REST frente a SOAP: creación de aplicaciones modernas

Los desarrolladores tienen muchas opciones a la hora de crear aplicaciones modernas. Lenguajes estáticos frente a dinámicos, actores consolidados como Java o relativamente nuevos como Golang, marcos monolíticos todo en uno frente a bibliotecas modularizadas o incluso tener toda la pila funcionando en Javascript son solo la punta del iceberg. A esta lista hay que añadir una importante decisión que los desarrolladores tienen que elegir: REST o SOAP.

REST y SOAP, en pocas palabras, son métodos de comunicación entre aplicaciones. Aunque el objetivo final es el mismo, REST y SOAP no pueden compararse directamente, ya que REST es un conjunto de directrices que los desarrolladores pueden optar por aplicar de forma diferente en un proyecto u otro, mientras que SOAP es un protocolo bien definido y estandarizado para el intercambio de datos. Aun así, se puede hacer una comparación destacando las ventajas e inconvenientes de utilizar uno o el otro. Ambos siguen siendo ampliamente utilizados en el sector y esperamos aclarar por qué y cuándo utilizar uno en lugar del otro.

La Transferencia de Estado Representacional (REST) es un patrón arquitectónico comúnmente utilizado en el desarrollo de aplicaciones web modernas que van desde sitios web, aplicaciones móviles, juegos y más. El desarrollo de una API basada en REST te permite exponer la funcionalidad de tu servicio web a través de HTTP e interactuar con él a través de la web. Utilizando verbos HTTP como GET y POST, el cliente ordena a la API que recupere o cree recursos.

Las API de RESTful han ganado popularidad masiva debido a su interoperabilidad y flexibilidad en la web. Los servicios web construidos con esta arquitectura pueden evolucionar independientemente de las aplicaciones que los consumen. Las API basadas en REST no tienen un protocolo de seguridad bien definido, pero los tokens web JSON (JWT) son el método más habitual para autenticar y autorizar las solicitudes.

A favor

• Sin estado: cada llamada al servicio web tiene toda la información que necesita para procesar la solicitud y no depende del almacenamiento del contexto cliente-servidor.
• Flexible: las API de RESTful pueden aceptar y servir datos en muchos formatos diferentes, como JSON, XML, Atom y otros. JSON es, por mucho, el formato de datos más utilizado en las API basadas en REST.
• Almacenables en caché: las respuestas son almacenables en caché, lo que puede mejorar enormemente el rendimiento del servicio web al eliminar llamadas innecesarias al backend.

En contra

• Estándares: no existe un estándar definido para crear API basadas en REST. Existen muchos recursos y guías excelentes, como los estándares de la API de RESTful de la Casa Blanca y el Tutorial de API de REST, pero existen muchas permutaciones de API basadas en REST.
• HTTP: las aplicaciones RESTful se limitan al protocolo HTTP.

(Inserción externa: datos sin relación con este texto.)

//! Discovery gRPC service
//!
//! Both calls are leader-affine. The leader answers from its own registry;
//! any other node relays the request to the leader and hands back whatever
//! the leader said, status errors included.

use crate::coordinator::discovery::DiscoveryHandler;
use crate::coordinator::raft_node::{RaftEngine, RaftStateListener};
use crate::proto::discovery_service_client::DiscoveryServiceClient;
use crate::proto::discovery_service_server::{DiscoveryService, DiscoveryServiceServer};
use crate::proto::{NodeInfo, NodeInfos, Query, RegisterInfo};
use crate::watch::ErrorNotifier;
use crate::Error;
use parking_lot::Mutex;
use std::sync::Arc;
use tonic::transport::{Channel, Endpoint};
use tonic::{Request, Response, Status};

pub const LOSE_LEADER: &str = "lose leader";

/// Turn an advertised `host:port` into a URI tonic can dial.
pub fn grpc_uri(address: &str) -> String {
    if address.starts_with("http://") || address.starts_with("https://") {
        address.to_string()
    } else {
        format!("http://{}", address)
    }
}

pub struct DiscoveryGrpcService {
    handler: Arc<DiscoveryHandler>,
    raft: Arc<dyn RaftEngine>,
    /// Client to the current leader, built on first forward
    leader_client: Mutex<Option<DiscoveryServiceClient<Channel>>>,
    notifiers: Vec<Arc<dyn ErrorNotifier>>,
}

impl DiscoveryGrpcService {
    /// Build the service and subscribe it to leadership changes.
    pub fn new(
        handler: Arc<DiscoveryHandler>,
        raft: Arc<dyn RaftEngine>,
        notifiers: Vec<Arc<dyn ErrorNotifier>>,
    ) -> Arc<Self> {
        let service = Arc::new(Self {
            handler,
            raft: raft.clone(),
            leader_client: Mutex::new(None),
            notifiers,
        });
        raft.add_state_listener(service.clone());
        service
    }

    pub fn into_server(self: Arc<Self>) -> DiscoveryServiceServer<Self> {
        DiscoveryServiceServer::from_arc(self)
    }

    pub fn has_leader_client(&self) -> bool {
        self.leader_client.lock().is_some()
    }

    fn leader_client(&self) -> Result<DiscoveryServiceClient<Channel>, Status> {
        let mut memo = self.leader_client.lock();
        if let Some(client) = memo.as_ref() {
            return Ok(client.clone());
        }

        let address = self
            .raft
            .leader_grpc_address()
            .ok_or_else(|| Error::LeaderUnknown.to_grpc_status())?;
        let endpoint = Endpoint::from_shared(grpc_uri(&address))
            .map_err(|e| Error::Transport(e).to_grpc_status())?
            .timeout(self.handler.config().request_timeout());

        tracing::info!("Connecting to leader at {}", address);
        let client = DiscoveryServiceClient::new(endpoint.connect_lazy());
        *memo = Some(client.clone());
        Ok(client)
    }
}

impl RaftStateListener for DiscoveryGrpcService {
    fn on_raft_leader_changed(&self) {
        self.leader_client.lock().take();

        if !self.raft.is_leader() {
            tracing::warn!("Lost leadership, notifying subscribers");
            for notifier in &self.notifiers {
                notifier.notify_error(LOSE_LEADER);
            }
        }
    }
}

#[tonic::async_trait]
impl DiscoveryService for DiscoveryGrpcService {
    async fn register(&self, req: Request<NodeInfo>) -> Result<Response<RegisterInfo>, Status> {
        if !self.raft.is_leader() {
            let mut client = self.leader_client()?;
            tracing::debug!("Forwarding register to leader");
            return client.register(Request::new(req.into_inner())).await;
        }

        Ok(Response::new(self.handler.register(&req.into_inner())))
    }

    async fn get_nodes(&self, req: Request<Query>) -> Result<Response<NodeInfos>, Status> {
        if !self.raft.is_leader() {
            let mut client = self.leader_client()?;
            tracing::debug!("Forwarding get_nodes to leader");
            return client.get_nodes(Request::new(req.into_inner())).await;
        }

        Ok(Response::new(self.handler.get_nodes(&req.into_inner())))
    }
}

Por su parte, el Protocolo Simple de Acceso a Objetos (SOAP) es un protocolo de intercambio de datos. Su punto fuerte es que cuenta con una serie de reglas y normas que deben respetarse para que las interacciones cliente/servidor sean satisfactorias. Las solicitudes de SOAP se envían a través de sobres que deben contener toda la información necesaria para procesar la solicitud.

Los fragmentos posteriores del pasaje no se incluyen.